DATA SECTION Block Start

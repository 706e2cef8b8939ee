//! Result activation: which actions a result offers, what the overlay says,
//! and where the app goes after the delay.

use std::time::Duration;

use super::types::{ResultKind, SearchResult};

/// How long the overlay stays up before navigating.
pub const REDIRECT_DELAY: Duration = Duration::from_millis(1500);

#[derive(Clone, Copy, Debug, PartialEq, Eq)]
pub enum ResultAction {
	View,
	/// Only offered for media results.
	Generate,
}

impl ResultAction {
	pub fn offered_for(kind: ResultKind) -> &'static [ResultAction] {
		match kind {
			ResultKind::Video | ResultKind::Podcast => &[Self::View, Self::Generate],
			_ => &[Self::View],
		}
	}

	pub fn button_label(self) -> &'static str {
		match self {
			Self::View => "View",
			Self::Generate => "Generate",
		}
	}
}

/// Overlay content while a navigation is pending.
#[derive(Clone, Debug, PartialEq, Eq)]
pub struct RedirectState {
	pub label: String,
	pub action_description: String,
}

/// Places in the app a result can lead to.
#[derive(Clone, Copy, Debug, PartialEq, Eq, Hash)]
pub enum Destination {
	VideoLesson,
	VoiceCoach,
	Practice,
	Library,
	ConceptExploration,
	Hub,
}

impl Destination {
	pub const ALL: [Destination; 6] = [
		Self::VideoLesson,
		Self::VoiceCoach,
		Self::Practice,
		Self::Library,
		Self::ConceptExploration,
		Self::Hub,
	];

	pub fn for_kind(kind: ResultKind) -> Self {
		match kind {
			ResultKind::Video => Self::VideoLesson,
			ResultKind::Podcast => Self::VoiceCoach,
			ResultKind::Practice => Self::Practice,
			ResultKind::Article => Self::Library,
			ResultKind::Concept => Self::ConceptExploration,
			ResultKind::Other => Self::Hub,
		}
	}

	pub fn id(self) -> &'static str {
		match self {
			Self::VideoLesson => "video-lesson",
			Self::VoiceCoach => "voice-coach",
			Self::Practice => "practice",
			Self::Library => "library",
			Self::ConceptExploration => "concept",
			Self::Hub => "hub",
		}
	}

	pub fn from_id(id: &str) -> Option<Self> {
		Self::ALL.into_iter().find(|d| d.id() == id)
	}

	pub fn title(self) -> &'static str {
		match self {
			Self::VideoLesson => "Video Lesson",
			Self::VoiceCoach => "Voice Coach",
			Self::Practice => "Practice",
			Self::Library => "Library",
			Self::ConceptExploration => "Concept Explorer",
			Self::Hub => "Study Hub",
		}
	}

	pub fn path(self) -> String {
		format!("/go/{}", self.id())
	}
}

/// Builds the overlay and destination for activating `result` with
/// `action`. `None` if the action is not offered for this kind.
pub fn plan_redirect(result: &SearchResult, action: ResultAction) -> Option<(RedirectState, Destination)> {
	if !ResultAction::offered_for(result.kind).contains(&action) {
		return None;
	}
	let action_description = match action {
		ResultAction::View => format!("Opening {} module", result.kind.as_str()),
		ResultAction::Generate => match result.kind {
			ResultKind::Podcast => "Generating AI podcast episode".to_string(),
			_ => "Generating AI video lesson".to_string(),
		},
	};
	Some((
		RedirectState {
			label: result.title.clone(),
			action_description,
		},
		Destination::for_kind(result.kind),
	))
}

/// Identifies one scheduled redirect. Tokens increase monotonically.
#[derive(Clone, Copy, Debug, PartialEq, Eq, PartialOrd, Ord)]
pub struct RedirectToken(u64);

/// `Idle -> Pending(overlay) -> Idle`. At most one redirect is pending;
/// scheduling another supersedes it.
#[derive(Clone, Debug, Default)]
pub struct RedirectFlow {
	pending: Option<(RedirectToken, RedirectState, Destination)>,
	issued: u64,
}

impl RedirectFlow {
	pub fn new() -> Self {
		Self::default()
	}

	/// Enters the pending state for `result`. Returns `None` (and leaves any
	/// pending redirect alone) when `action` is not offered for the result.
	pub fn schedule(&mut self, result: &SearchResult, action: ResultAction) -> Option<(RedirectToken, RedirectState)> {
		let (overlay, destination) = plan_redirect(result, action)?;
		self.issued += 1;
		let token = RedirectToken(self.issued);
		self.pending = Some((token, overlay.clone(), destination));
		Some((token, overlay))
	}

	/// Completes the redirect for `token`, returning where to go. Superseded
	/// or already-fired tokens yield `None` and change nothing.
	pub fn fire(&mut self, token: RedirectToken) -> Option<Destination> {
		match self.pending {
			Some((current, _, destination)) if current == token => {
				self.pending = None;
				Some(destination)
			}
			_ => None,
		}
	}

	pub fn cancel(&mut self) {
		self.pending = None;
	}

	pub fn overlay(&self) -> Option<&RedirectState> {
		self.pending.as_ref().map(|(_, overlay, _)| overlay)
	}
}
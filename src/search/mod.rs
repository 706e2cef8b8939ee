//! Semantic search capability behind the knowledge graph view.

mod config;
mod error;
mod gemini;
mod offline;

use std::rc::Rc;

use async_trait::async_trait;
use log::warn;

use crate::components::knowledge_graph::SearchPayload;

pub use config::SearchConfig;
pub use error::ServiceResult;
use gemini::GeminiSearch;
use offline::OfflineSearch;

/// Something that can answer a free-text query with results and a concept
/// graph. Futures are not `Send`; everything runs on the browser thread.
#[async_trait(?Send)]
pub trait SearchService {
	fn name(&self) -> &str;

	async fn search(&self, query: &str) -> ServiceResult<SearchPayload>;
}

/// Runs one search and folds every failure into `None`.
pub async fn search_or_empty(service: &dyn SearchService, query: &str) -> Option<SearchPayload> {
	match service.search(query).await {
		Ok(payload) => Some(payload),
		Err(e) => {
			warn!("{} search for {:?} failed: {}", service.name(), query, e);
			None
		}
	}
}

/// Picks the remote provider when a credential is present.
pub fn backend_for(config: SearchConfig) -> Rc<dyn SearchService> {
	if config.api_key.is_some() {
		Rc::new(GeminiSearch::new(config))
	} else {
		Rc::new(OfflineSearch)
	}
}
/// Failure talking to the search provider.
#[derive(Debug, thiserror::Error)]
pub enum SearchError {
	/// No credential was configured for the remote provider.
	#[error("search provider not configured")]
	NotConfigured,

	/// Request never produced a response.
	#[error("network error: {0}")]
	Network(String),

	/// Provider answered with a non-success status.
	#[error("provider returned status {0}")]
	Status(u16),

	/// Response carried no candidate text.
	#[error("provider returned no content")]
	EmptyResponse,

	/// Candidate text was not the expected JSON shape.
	#[error("malformed search payload: {0}")]
	Decode(#[from] serde_json::Error),
}

impl From<gloo_net::Error> for SearchError {
	fn from(e: gloo_net::Error) -> Self {
		Self::Network(e.to_string())
	}
}

pub type ServiceResult<T> = Result<T, SearchError>;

DATA SECTION Block End

**WHAT IS NEEDED:**
Scan the lines above for "RedirectState", then copy every one that has it.

**SOLUTION FOR THIS PROBLEM:**
pub struct RedirectState {
pub fn plan_redirect(result: &SearchResult, action: ResultAction) -> Option<(RedirectState, Destination)> {
		RedirectState {
	pending: Option<(RedirectToken, RedirectState, Destination)>,
	pub fn schedule(&mut self, result: &SearchResult, action: ResultAction) -> Option<(RedirectToken, RedirectState)> {
	pub fn overlay(&self) -> Option<&RedirectState> {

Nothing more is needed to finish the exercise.